Better Labs, Better Health Care in Africa
March 21, 2011
A new organization aims to sharply improve the quality of African laboratories, allowing health professionals to better track, treat and test for diseases.
It’s called the African Society for Laboratory Medicine, or ASLM.
“It’s basically an independent, not-for-profit entity that is organized on the continent of Africa to focus on the growing demand for really high quality medical and research laboratories throughout Africa,” says Dr. Blair Holladay, executive vice-president of the American Society for Clinical Pathology. The ASCP has helped train many African lab technicians.
“The laboratory serves as 70 percent of the information that’s used for a patient to be treated for disease. So without a laboratory or without the infrastructure set-up, over 70 percent of diseases cannot be treated effectively and/or even treated. So patients go untreated,” he says.

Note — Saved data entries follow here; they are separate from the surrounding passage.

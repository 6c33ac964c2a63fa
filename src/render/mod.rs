//! Walks a token tree and renders it through a [`Palette`].
//!
//! Groups are rendered as plain parentheses whatever their kind: capturing,
//! non-capturing, named and flag-scoped groups all come out as `(...)`.
//! Constructs with no rendering ([`Token::Unsupported`]) are skipped with a
//! warning unless the renderer is strict.

pub mod escape;
pub mod palette;
pub mod whitespace;

use tracing::warn;

use crate::error::RenderError;
use crate::flags::RegexFlags;
use crate::regex::{Pattern, Token};
use palette::{Palette, StyleSlot, Target};
use whitespace::Normalized;

#[derive(Debug, Clone, Default)]
pub struct Renderer {
    palette: Palette,
    strict: bool,
}

impl Renderer {
    pub fn new(palette: Palette) -> Self {
        Renderer {
            palette,
            strict: false,
        }
    }

    pub fn for_target(target: Target) -> Self {
        Renderer::new(target.palette())
    }

    /// Fail on unsupported constructs instead of leaving them out.
    pub fn strict(mut self, strict: bool) -> Self {
        self.strict = strict;
        self
    }

    pub fn palette(&self) -> &Palette {
        &self.palette
    }

    /// Render a token sequence as-is, without pulling out edge spaces.
    pub fn render_tokens(&self, tokens: &[Token]) -> Result<String, RenderError> {
        let mut out = Fragments::new(&self.palette);
        self.walk(tokens, &mut out)?;
        Ok(self.palette.wrap(out.finish()))
    }

    /// Parse and render pattern text, showing edge spaces explicitly.
    pub fn render_str(&self, text: &str, flags: impl Into<RegexFlags>) -> Result<String, RenderError> {
        let normalized = whitespace::normalize(text, flags)?;
        self.render_normalized(&normalized)
    }

    pub fn render_pattern(&self, pattern: &Pattern) -> Result<String, RenderError> {
        self.render_str(pattern.as_str(), pattern.flags())
    }

    pub fn render_normalized(&self, normalized: &Normalized) -> Result<String, RenderError> {
        let mut out = Fragments::new(&self.palette);

        let leading = normalized.spaces.leading;
        if leading > 0 {
            out.bracketed_space();
            if leading > 1 {
                out.count(leading);
            }
        }

        self.walk(&normalized.tokens, &mut out)?;

        match normalized.spaces.trailing {
            0 => {}
            1 => out.bracketed_space(),
            n => {
                out.push(StyleSlot::Literal, " ");
                out.count(n);
            }
        }

        Ok(self.palette.wrap(out.finish()))
    }

    fn walk(&self, tokens: &[Token], out: &mut Fragments<'_>) -> Result<(), RenderError> {
        for token in tokens {
            self.walk_token(token, out)?;
        }
        Ok(())
    }

    fn walk_token(&self, token: &Token, out: &mut Fragments<'_>) -> Result<(), RenderError> {
        match token {
            Token::Literal(c) => out.push(StyleSlot::Literal, &literal_text(*c)),
            Token::Anchor(kind) => out.push(StyleSlot::Anchor, kind.symbol()),
            Token::Group(children) => {
                out.push(StyleSlot::Group, "(");
                self.walk(children, out)?;
                out.push(StyleSlot::Group, ")");
            }
            Token::CharClass(items) => {
                let bracketed = match items.as_slice() {
                    [] => return Err(RenderError::Malformed("empty character class")),
                    [Token::CharRange(..)] => true,
                    [_] => false,
                    _ => true,
                };
                if bracketed {
                    out.push(StyleSlot::CharClass, "[");
                }
                self.walk(items, out)?;
                if bracketed {
                    out.push(StyleSlot::CharClass, "]");
                }
            }
            Token::CharRange(lo, hi) => {
                out.push(StyleSlot::Literal, &literal_text(*lo));
                out.push(StyleSlot::Anchor, "-");
                out.push(StyleSlot::Literal, &literal_text(*hi));
            }
            Token::Category(kind) => out.push(StyleSlot::Category, kind.symbol()),
            Token::Repeat {
                min,
                max,
                lazy,
                body,
            } => {
                let (min, max) = (*min, *max);
                if max.is_some_and(|max| min > max) {
                    return Err(RenderError::Malformed("repeat minimum exceeds maximum"));
                }
                self.walk_token(body, out)?;
                match (min, max) {
                    (0, None) => out.push(StyleSlot::Repeat, "*"),
                    (1, None) => out.push(StyleSlot::Repeat, "+"),
                    (0, Some(1)) => out.push(StyleSlot::Repeat, "?"),
                    (min, Some(max)) if min == max => out.count(min),
                    (min, max) => {
                        out.push(StyleSlot::RepeatBrace, "{");
                        out.push(StyleSlot::Repeat, &min.to_string());
                        out.push(StyleSlot::Repeat, ",");
                        if let Some(max) = max {
                            out.push(StyleSlot::Repeat, &max.to_string());
                        }
                        out.push(StyleSlot::RepeatBrace, "}");
                    }
                }
                if *lazy {
                    out.push(StyleSlot::Repeat, "?");
                }
            }
            Token::Alternation(branches) => {
                if branches.len() < 2 {
                    return Err(RenderError::Malformed("alternation needs two branches"));
                }
                for (i, branch) in branches.iter().enumerate() {
                    if i > 0 {
                        out.push(StyleSlot::Alternation, "|");
                    }
                    self.walk(branch, out)?;
                }
            }
            Token::Wildcard => out.push(StyleSlot::Wildcard, "."),
            Token::Unsupported(construct) => {
                if self.strict {
                    return Err(RenderError::Unsupported(construct.clone()));
                }
                warn!(%construct, "leaving out a construct with no rendering");
            }
        }
        Ok(())
    }
}
use std::io;
use std::io::IsTerminal;

use clap::{Parser, ValueEnum};
use regex_render::{RegexFlags, Target};

#[derive(Debug, Clone, Copy, PartialEq, Eq, ValueEnum)]
pub enum ColorWhen {
    Always,
    Never,
    Auto,
}

#[derive(Debug, Clone, Copy, PartialEq, Eq, ValueEnum)]
pub enum TargetArg {
    Plain,
    Html,
    Latex,
    Terminal,
}

impl From<TargetArg> for Target {
    fn from(arg: TargetArg) -> Self {
        match arg {
            TargetArg::Plain => Target::Plain,
            TargetArg::Html => Target::Html,
            TargetArg::Latex => Target::Latex,
            TargetArg::Terminal => Target::Terminal,
        }
    }
}

#[derive(Debug, Clone, Copy, PartialEq, Eq, ValueEnum)]
pub enum LogLevelArg {
    Off,
    Error,
    Warn,
    Info,
    Debug,
    Trace,
}

impl LogLevelArg {
    pub fn as_filter(self) -> &'static str {
        match self {
            LogLevelArg::Off => "off",
            LogLevelArg::Error => "error",
            LogLevelArg::Warn => "warn",
            LogLevelArg::Info => "info",
            LogLevelArg::Debug => "debug",
            LogLevelArg::Trace => "trace",
        }
    }
}

/// Render regular expressions with syntax highlighting
#[derive(Debug, Parser)]
#[command(name = "regex-render")]
#[command(version, about, long_about = None)]
pub struct Cli {
    /// Patterns to render (read from stdin, one per line, when omitted)
    pub patterns: Vec<String>,

    /// Output format
    #[arg(short, long, value_enum, default_value = "terminal")]
    pub target: TargetArg,

    /// Flag to compile with, e.g. ignorecase or verbose (repeatable)
    #[arg(short, long = "flag", value_name = "FLAG", value_parser = parse_flag)]
    pub flags: Vec<RegexFlags>,

    /// Print the pattern's flags after each rendering
    #[arg(long)]
    pub show_flags: bool,

    /// Fail on constructs that can't be rendered instead of leaving them out
    #[arg(long)]
    pub strict: bool,

    /// When to colour terminal output
    #[arg(long, value_enum, default_value = "auto")]
    pub color: ColorWhen,

    /// Log level (overrides RUST_LOG)
    #[arg(long, value_enum, value_name = "LEVEL")]
    pub log_level: Option<LogLevelArg>,
}

fn parse_flag(name: &str) -> Result<RegexFlags, String> {
    RegexFlags::from_name(name).ok_or_else(|| format!("unknown flag {name:?}"))
}

#[derive(Debug, Clone)]
pub struct Config {
    pub patterns: Vec<String>,
    pub target: Target,
    pub flags: RegexFlags,
    pub show_flags: bool,
    pub strict: bool,
    pub color: ColorWhen,
}

impl From<Cli> for Config {
    fn from(cli: Cli) -> Self {
        let flags = cli
            .flags
            .iter()
            .fold(RegexFlags::EMPTY, |acc, &flag| acc | flag);
        Config {
            patterns: cli.patterns,
            target: cli.target.into(),
            flags,
            show_flags: cli.show_flags,
            strict: cli.strict,
            color: cli.color,
        }
    }
}

pub fn resolve_use_color(color: &ColorWhen) -> bool {
    match color {
        ColorWhen::Always => true,
        ColorWhen::Never => false,
        ColorWhen::Auto => io::stdout().is_terminal(),
    }
}

#[cfg(test)]
mod tests {
    use super::*;

    fn config(args: &[&str]) -> Config {
        let argv = std::iter::once("regex-render").chain(args.iter().copied());
        Cli::try_parse_from(argv).unwrap().into()
    }

    #[test]
    fn defaults() {
        let cfg = config(&["^a+$"]);
        assert_eq!(cfg.patterns, vec!["^a+$".to_string()]);
        assert_eq!(cfg.target, Target::Terminal);
        assert_eq!(cfg.color, ColorWhen::Auto);
        assert!(cfg.flags.is_empty());
        assert!(!cfg.strict);
    }

    #[test]
    fn flags_accumulate() {
        let cfg = config(&["-f", "ignorecase", "--flag", "M", "x"]);
        assert_eq!(cfg.flags, RegexFlags::IGNORECASE | RegexFlags::MULTILINE);
    }

    #[test]
    fn unknown_flag_is_rejected() {
        assert!(Cli::try_parse_from(["regex-render", "-f", "sticky", "a"]).is_err());
    }

    #[test]
    fn target_and_color() {
        let cfg = config(&["-t", "latex", "--color", "never", "--strict", "a"]);
        assert_eq!(cfg.target, Target::Latex);
        assert_eq!(cfg.color, ColorWhen::Never);
        assert!(cfg.strict);
        assert!(!resolve_use_color(&cfg.color));
    }
}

The U.S. Centers for Disease Control and Prevention and Dr. John Nkengasong, director of its laboratory program, started efforts to form the ASLM about a year and a half ago. Now, many policymakers, health and lab professionals, African ministers and international officials are involved.
Holladay says, “That Pan-African society is a body that works for Africa to address the lack of laboratory bodies in Africa and helping for the advancement and the needs for the workforce of the laboratory system, so we can strengthen and lead to a better systematic standardization in African laboratories.”